Coming to the question, “Is marriage valuable in our day?” the answer is a yes and no. Yes, because there are some marriages where husband and wife understand why they are in marriage. Marriages where husband and wife respect each other, and marriages that are framed on principles as taught by both the Bible and tradition.
The opposite, Doris, equally is true. We have marriages of convenience, marriages that are built on nothing, a pastime where each unity in that union does not care or understand why they are in marriage in the first place. A lot of factors are at play and I may not have the time and space to itemise them…
Thanks for now.
I have so much to say about marriage but all I can say is that I loved your write-up dated November 22, under the title ‘Is marriage valuable nowadays?’ To sum it up, marriage is a lot of work.
Keep up the good work.
I would like to comment on your article on marriage.
Particularly, my focus is on your words that are based on the assumption that high bride prices have affected the way men view women as either property or “equal partners in marriage”.
My feeling is that the issue of pretending that the ideal set-up for marriage is one where there are two heads in the home as is suggested by the phrase “equal partners” is exactly what is going wrong with our society today. So many stories that I have read about men being killed in their sleep come from women living under the notion that “he is not the head of me” or “who is he to tell me to stop clubbing every weekend? He is not my boss”. We need to be cautious of what we are feeding the girl child in the home.

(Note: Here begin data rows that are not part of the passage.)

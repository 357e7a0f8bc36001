//! Named fund strategies for the J-curve simulator. Sizes in $K.

use rust_decimal_macros::dec;

use crate::j_curve::allocation::StageAllocation;
use crate::j_curve::profiles::StageProfiles;
use crate::j_curve::simulation::FundSimInput;

/// $50M fund writing seed checks only.
pub fn seed_specialist() -> FundSimInput {
    FundSimInput {
        fund_size: dec!(50000),
        num_companies: 25,
        stage_allocation: StageAllocation::new(100, 0, 0),
        deployment_years: 4,
        follow_on_reserve: dec!(0.60),
        profiles: StageProfiles::default(),
    }
}

pub fn series_a_focused() -> FundSimInput {
    FundSimInput {
        fund_size: dec!(100000),
        num_companies: 20,
        stage_allocation: StageAllocation::new(20, 80, 0),
        deployment_years: 4,
        follow_on_reserve: dec!(0.50),
        profiles: StageProfiles::default(),
    }
}

pub fn growth_stage() -> FundSimInput {
    FundSimInput {
        fund_size: dec!(200000),
        num_companies: 15,
        stage_allocation: StageAllocation::new(0, 20, 80),
        deployment_years: 3,
        follow_on_reserve: dec!(0.30),
        profiles: StageProfiles::default(),
    }
}

pub fn multi_stage() -> FundSimInput {
    FundSimInput {
        fund_size: dec!(150000),
        num_companies: 22,
        stage_allocation: StageAllocation::new(30, 45, 25),
        deployment_years: 4,
        follow_on_reserve: dec!(0.45),
        profiles: StageProfiles::default(),
    }
}

pub fn by_name(name: &str) -> Option<FundSimInput> {
    match name {
        "seed-specialist" => Some(seed_specialist()),
        "series-a-focused" => Some(series_a_focused()),
        "growth-stage" => Some(growth_stage()),
        "multi-stage" => Some(multi_stage()),
        _ => None,
    }
}

pub const PRESET_NAMES: [&str; 4] = [
    "seed-specialist",
    "series-a-focused",
    "growth-stage",
    "multi-stage",
];
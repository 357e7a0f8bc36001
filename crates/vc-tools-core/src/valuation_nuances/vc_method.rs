//! Venture Capital Method: back out today's valuation from a target exit
//! value and the investor's required return.
//!
//! Valuations are in $ millions; share prices in dollars per share
//! (`$M / (shares / 1e6)`).

use rust_decimal::Decimal;
use serde::{Deserialize, Serialize};
use std::time::Instant;

use crate::error::VcToolsError;
use crate::time_value::future_value;
use crate::types::*;
use crate::VcToolsResult;

// ---------------------------------------------------------------------------
// Input / Output
// ---------------------------------------------------------------------------

/// Deal inputs shared by the VC Method family of tools.
#[derive(Debug, Clone, PartialEq, Eq, Hash, Serialize, Deserialize)]
pub struct VcMethodInput {
    /// Investment ($M)
    pub investment: Money,
    /// Net income in the exit year ($M)
    pub net_income: Money,
    pub pe_multiple: Multiple,
    /// Investor's required annual return (0.40 = 40%)
    pub required_return: Rate,
    pub years_to_exit: u32,
    /// Shares outstanding before the round
    pub current_shares: Shares,
    /// Second required return to price side by side
    #[serde(default, skip_serializing_if = "Option::is_none")]
    pub alternative_return: Option<Rate>,
}

/// Valuation implied by one required return.
#[derive(Debug, Clone, PartialEq, Serialize, Deserialize)]
pub struct VcValuation {
    pub required_return: Rate,
    /// net_income x P/E ($M)
    pub future_company_value: Money,
    /// Investment grown at the required return ($M)
    pub future_investment_value: Money,
    /// Ownership needed at exit
    pub required_stake: Rate,
    pub post_money: Money,
    pub pre_money: Money,
    /// $ per share
    pub share_price: Money,
    pub new_shares: Shares,
}

#[derive(Debug, Clone, Serialize, Deserialize)]
pub struct VcMethodOutput {
    pub valuation: VcValuation,
    pub alternative: Option<VcValuation>,
}

// ---------------------------------------------------------------------------
// Core computation
// ---------------------------------------------------------------------------

/// Exit value of the company: net income x P/E.
pub(crate) fn future_company_value(input: &VcMethodInput) -> Money {
    input.net_income * input.pe_multiple
}

/// Ownership at exit needed to earn `rate` on the investment.
pub(crate) fn required_stake(input: &VcMethodInput, rate: Rate) -> VcToolsResult<Rate> {
    let fcv = future_company_value(input);
    if fcv <= Decimal::ZERO {
        return Err(VcToolsError::InvalidInput {
            field: "net_income".into(),
            reason: "Future company value (net income x P/E) must be positive".into(),
        });
    }
    Ok(future_value(input.investment, rate, input.years_to_exit) / fcv)
}

pub(crate) fn validate_vc_input(input: &VcMethodInput) -> VcToolsResult<()> {
    if input.investment <= Decimal::ZERO {
        return Err(VcToolsError::InvalidInput {
            field: "investment".into(),
            reason: "Investment must be positive".into(),
        });
    }
    if input.current_shares <= Decimal::ZERO {
        return Err(VcToolsError::InvalidInput {
            field: "current_shares".into(),
            reason: "Current shares must be positive".into(),
        });
    }
    if input.required_return <= -Decimal::ONE {
        return Err(VcToolsError::InvalidInput {
            field: "required_return".into(),
            reason: "Required return must be greater than -100%".into(),
        });
    }
    if let Some(rate) = input.alternative_return {
        if rate <= -Decimal::ONE {
            return Err(VcToolsError::InvalidInput {
                field: "alternative_return".into(),
                reason: "Alternative return must be greater than -100%".into(),
            });
        }
    }
    Ok(())
}

fn value_at(input: &VcMethodInput, rate: Rate) -> VcToolsResult<VcValuation> {
    let future_company_value = future_company_value(input);
    let stake = required_stake(input, rate)?;
    let future_investment_value = future_value(input.investment, rate, input.years_to_exit);
    if stake >= Decimal::ONE {
        return Err(VcToolsError::FinancialImpossibility(format!(
            "A {rate} required return needs {stake} of the company at exit; the deal cannot be priced"
        )));
    }
    if stake <= Decimal::ZERO {
        return Err(VcToolsError::FinancialImpossibility(format!(
            "A {rate} required return needs no stake at exit; the deal cannot be priced"
        )));
    }

    let post_money = input.investment / stake;
    let pre_money = post_money - input.investment;
    let share_price = pre_money / (input.current_shares / MILLION);
    let new_shares = input.investment / share_price * MILLION;

    Ok(VcValuation {
        required_return: rate,
        future_company_value,
        future_investment_value,
        required_stake: stake,
        post_money,
        pre_money,
        share_price,
        new_shares,
    })
}

/// Price the round with the VC Method, optionally at a second required return.
pub fn vc_method(input: &VcMethodInput) -> VcToolsResult<ComputationOutput<VcMethodOutput>> {
    let start = Instant::now();
    let mut warnings: Vec<String> = Vec::new();

    validate_vc_input(input)?;

    let valuation = value_at(input, input.required_return)?;
    let alternative = input
        .alternative_return
        .map(|rate| value_at(input, rate))
        .transpose()?;

    if valuation.required_stake > Decimal::new(5, 1) {
        warnings.push(format!(
            "Investor needs {} of the company; founders lose control",
            valuation.required_stake.round_dp(4)
        ));
    }

    let output = VcMethodOutput {
        valuation,
        alternative,
    };

    let elapsed = start.elapsed().as_micros() as u64;
    Ok(with_metadata(
        "Venture Capital Method (exit value discounted at required return)",
        &serde_json::json!({
            "investment": input.investment.to_string(),
            "net_income": input.net_income.to_string(),
            "pe_multiple": input.pe_multiple.to_string(),
            "required_return": input.required_return.to_string(),
            "years_to_exit": input.years_to_exit,
            "current_shares": input.current_shares.to_string(),
            "units": "$M, share price in $",
        }),
        warnings,
        elapsed,
        output,
    ))
}

// ---------------------------------------------------------------------------
// Tests
// ---------------------------------------------------------------------------
pub mod fund_fees;
pub mod j_curve;
pub mod term_sheet;
pub mod valuation_nuances;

From birth, the girl child is being taught that when you are married do not let that man push you around like you have no home. If anything goes wrong, just come back home. It is such philosophy that makes it very easy to break a marriage as soon as your “equal partner” tells you something you do not like.
We need to restore the fact that the husband is the head of the home. Does this mean he should beat his wife? No. But he is the head. It is possible for a husband to overrule a wife’s decision. That is what needs to be understood.
PAUL P MANDA
As always, your feedback is highly appreciated.